### Supplied records
//! The indexed execution database: the single source of truth for accounts,
//! orders and positions, with cross-reference indexes kept consistent on
//! every write.
//!
//! Two back-ends implement one contract: a process-resident store and a
//! write-through store over a pluggable key-value trait. Only the execution
//! engine mutates the database; strategies observe through the read API.

use std::cell::RefCell;
use std::collections::{HashMap, HashSet};
use std::rc::Rc;

use crate::accounts::Account;
use crate::error::TradingError;
use crate::identifiers::{AccountId, OrderId, PositionId, PositionIdBroker, StrategyId};
use crate::orders::Order;
use crate::positions::Position;

mod keyvalue;
mod memory;

pub use keyvalue::{InMemoryKeyValueStore, KeyValueExecutionDatabase, KeyValueStore};
pub use memory::InMemoryExecutionDatabase;

/// Opaque per-strategy state, persisted across runs.
pub type StrategyState = HashMap<String, String>;

/// The database handle shared between the execution engine (writer) and
/// strategy contexts (readers). The core is single-threaded cooperative, so
/// interior mutability with runtime borrow checking is sufficient.
pub type SharedExecutionDatabase = Rc<RefCell<dyn ExecutionDatabase>>;

/// Contract for execution databases. All operations are O(1) expected.
///
/// Writes check duplicate-key preconditions and fail with `DuplicateKey`;
/// updates of unknown entities fail with `NotFound`. `add_order` updates all
/// dependent indexes atomically — a precondition failure leaves the
/// database untouched.
pub trait ExecutionDatabase {
    // === Writes ===

    fn add_account(&mut self, account: Account) -> Result<(), TradingError>;

    fn add_order(
        &mut self,
        order: Order,
        strategy_id: &StrategyId,
        position_id: &PositionId,
    ) -> Result<(), TradingError>;

    fn add_position(
        &mut self,
        position: Position,
        strategy_id: &StrategyId,
    ) -> Result<(), TradingError>;

    fn update_account(&mut self, account: &Account) -> Result<(), TradingError>;

    /// Persist an order's current state, moving it between the working and
    /// completed index sets as its status dictates.
    fn update_order(&mut self, order: &Order) -> Result<(), TradingError>;

    /// Persist a position's current state, moving it from open to closed
    /// when its quantity has reached zero.
    fn update_position(&mut self, position: &Position) -> Result<(), TradingError>;

    fn update_strategy_state(
        &mut self,
        strategy_id: &StrategyId,
        state: StrategyState,
    ) -> Result<(), TradingError>;

    fn delete_strategy(&mut self, strategy_id: &StrategyId) -> Result<(), TradingError>;

    // === Reads ===

    fn get_account(&self, account_id: &AccountId) -> Option<Account>;

    fn get_order(&self, order_id: &OrderId) -> Option<Order>;

    fn get_orders(&self, strategy_id: Option<&StrategyId>) -> HashMap<OrderId, Order>;

    fn get_order_ids(&self) -> HashSet<OrderId>;

    fn get_orders_working(&self, strategy_id: Option<&StrategyId>) -> HashMap<OrderId, Order>;

    fn get_orders_completed(&self, strategy_id: Option<&StrategyId>) -> HashMap<OrderId, Order>;

    fn get_position(&self, position_id: &PositionId) -> Option<Position>;

    fn get_position_for_order(&self, order_id: &OrderId) -> Option<Position>;

    fn get_position_id(&self, order_id: &OrderId) -> Option<PositionId>;

    fn get_position_id_for_broker_id(
        &self,
        position_id_broker: &PositionIdBroker,
    ) -> Option<PositionId>;

    fn get_positions(&self, strategy_id: Option<&StrategyId>) -> HashMap<PositionId, Position>;

    fn get_position_ids(&self) -> HashSet<PositionId>;

    fn get_positions_open(&self, strategy_id: Option<&StrategyId>)
        -> HashMap<PositionId, Position>;

    fn get_positions_closed(
        &self,
        strategy_id: Option<&StrategyId>,
    ) -> HashMap<PositionId, Position>;

    fn get_strategy_for_order(&self, order_id: &OrderId) -> Option<StrategyId>;

    fn get_strategy_for_position(&self, position_id: &PositionId) -> Option<StrategyId>;

    fn get_strategy_ids(&self) -> HashSet<StrategyId>;

    fn get_strategy_state(&self, strategy_id: &StrategyId) -> Option<StrategyState>;

    // === Predicates ===

    fn order_exists(&self, order_id: &OrderId) -> bool;

    fn position_exists(&self, position_id: &PositionId) -> bool;

    fn position_exists_for_order(&self, order_id: &OrderId) -> bool;

    fn position_indexed_for_order(&self, order_id: &OrderId) -> bool;

    fn is_position_open(&self, position_id: &PositionId) -> bool;

    fn is_position_closed(&self, position_id: &PositionId) -> bool;

    // === Counts ===

    fn count_orders_total(&self) -> usize;

    fn count_orders_working(&self) -> usize;

    fn count_orders_completed(&self) -> usize;

    fn count_positions_total(&self) -> usize;

    fn count_positions_open(&self) -> usize;

    fn count_positions_closed(&self) -> usize;

    // === Lifecycle ===

    /// Log a WARN for every still-working order and still-open position.
    /// Never fails.
    fn check_residuals(&self);

    /// Clear the in-process caches and indexes.
    fn reset(&mut self);

    /// Wipe the persistent store, where one exists.
    fn flush(&mut self);
}
//! The binary string-keyed map codec underlying every envelope.
//!
//! Layout: a big-endian u32 entry count, then per entry a u16-prefixed
//! UTF-8 key and a u32-prefixed value. Keys are held sorted so that equal
//! maps always encode to identical bytes.

use std::collections::BTreeMap;

use crate::error::TradingError;

/// A serialized object: sorted string keys to byte values (usually UTF-8).
#[derive(Debug, Clone, Default, PartialEq, Eq)]
pub struct ObjectMap {
    entries: BTreeMap<String, Vec<u8>>,
}

impl ObjectMap {
    pub fn new() -> Self {
        Self::default()
    }

    pub fn put(&mut self, key: &str, value: impl Into<String>) {
        self.entries.insert(key.to_string(), value.into().into_bytes());
    }

    pub fn put_bytes(&mut self, key: &str, value: Vec<u8>) {
        self.entries.insert(key.to_string(), value);
    }

    pub fn contains(&self, key: &str) -> bool {
        self.entries.contains_key(key)
    }

    /// A required string value; missing or non-UTF-8 fails.
    pub fn get_str(&self, key: &str) -> Result<&str, TradingError> {
        let bytes = self.get_bytes(key)?;
        std::str::from_utf8(bytes)
            .map_err(|_| TradingError::Serialization(format!("value for '{key}' is not UTF-8")))
    }

    /// A required byte value; missing fails.
    pub fn get_bytes(&self, key: &str) -> Result<&[u8], TradingError> {
        self.entries
            .get(key)
            .map(|v| v.as_slice())
            .ok_or_else(|| TradingError::Serialization(format!("missing key '{key}'")))
    }

    pub fn len(&self) -> usize {
        self.entries.len()
    }

    pub fn is_empty(&self) -> bool {
        self.entries.is_empty()
    }

    pub fn encode(&self) -> Vec<u8> {
        let mut buffer = Vec::new();
        buffer.extend_from_slice(&(self.entries.len() as u32).to_be_bytes());
        for (key, value) in &self.entries {
            buffer.extend_from_slice(&(key.len() as u16).to_be_bytes());
            buffer.extend_from_slice(key.as_bytes());
            buffer.extend_from_slice(&(value.len() as u32).to_be_bytes());
            buffer.extend_from_slice(value);
        }
        buffer
    }

    pub fn decode(bytes: &[u8]) -> Result<Self, TradingError> {
        let mut cursor = Cursor { bytes, offset: 0 };
        let count = u32::from_be_bytes(cursor.take(4)?.try_into().expect("4 bytes"));
        let mut entries = BTreeMap::new();
        for _ in 0..count {
            let key_len = u16::from_be_bytes(cursor.take(2)?.try_into().expect("2 bytes")) as usize;
            let key = std::str::from_utf8(cursor.take(key_len)?)
                .map_err(|_| TradingError::Serialization("map key is not UTF-8".to_string()))?
                .to_string();
            let value_len =
                u32::from_be_bytes(cursor.take(4)?.try_into().expect("4 bytes")) as usize;
            let value = cursor.take(value_len)?.to_vec();
            entries.insert(key, value);
        }
        if cursor.offset != bytes.len() {
            return Err(TradingError::Serialization(
                "trailing bytes after map payload".to_string(),
            ));
        }
        Ok(Self { entries })
    }
}

struct Cursor<'a> {
    bytes: &'a [u8],
    offset: usize,
}

impl<'a> Cursor<'a> {
    fn take(&mut self, n: usize) -> Result<&'a [u8], TradingError> {
        if self.offset + n > self.bytes.len() {
            return Err(TradingError::Serialization(
                "map payload truncated".to_string(),
            ));
        }
        let slice = &self.bytes[self.offset..self.offset + n];
        self.offset += n;
        Ok(slice)
    }
}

### Problem details
Apply a filter to the listing above so that only lines with "keyvalue" are kept, and copy those lines.

### Exercise output
mod keyvalue;
pub use keyvalue::{InMemoryKeyValueStore, KeyValueExecutionDatabase, KeyValueStore};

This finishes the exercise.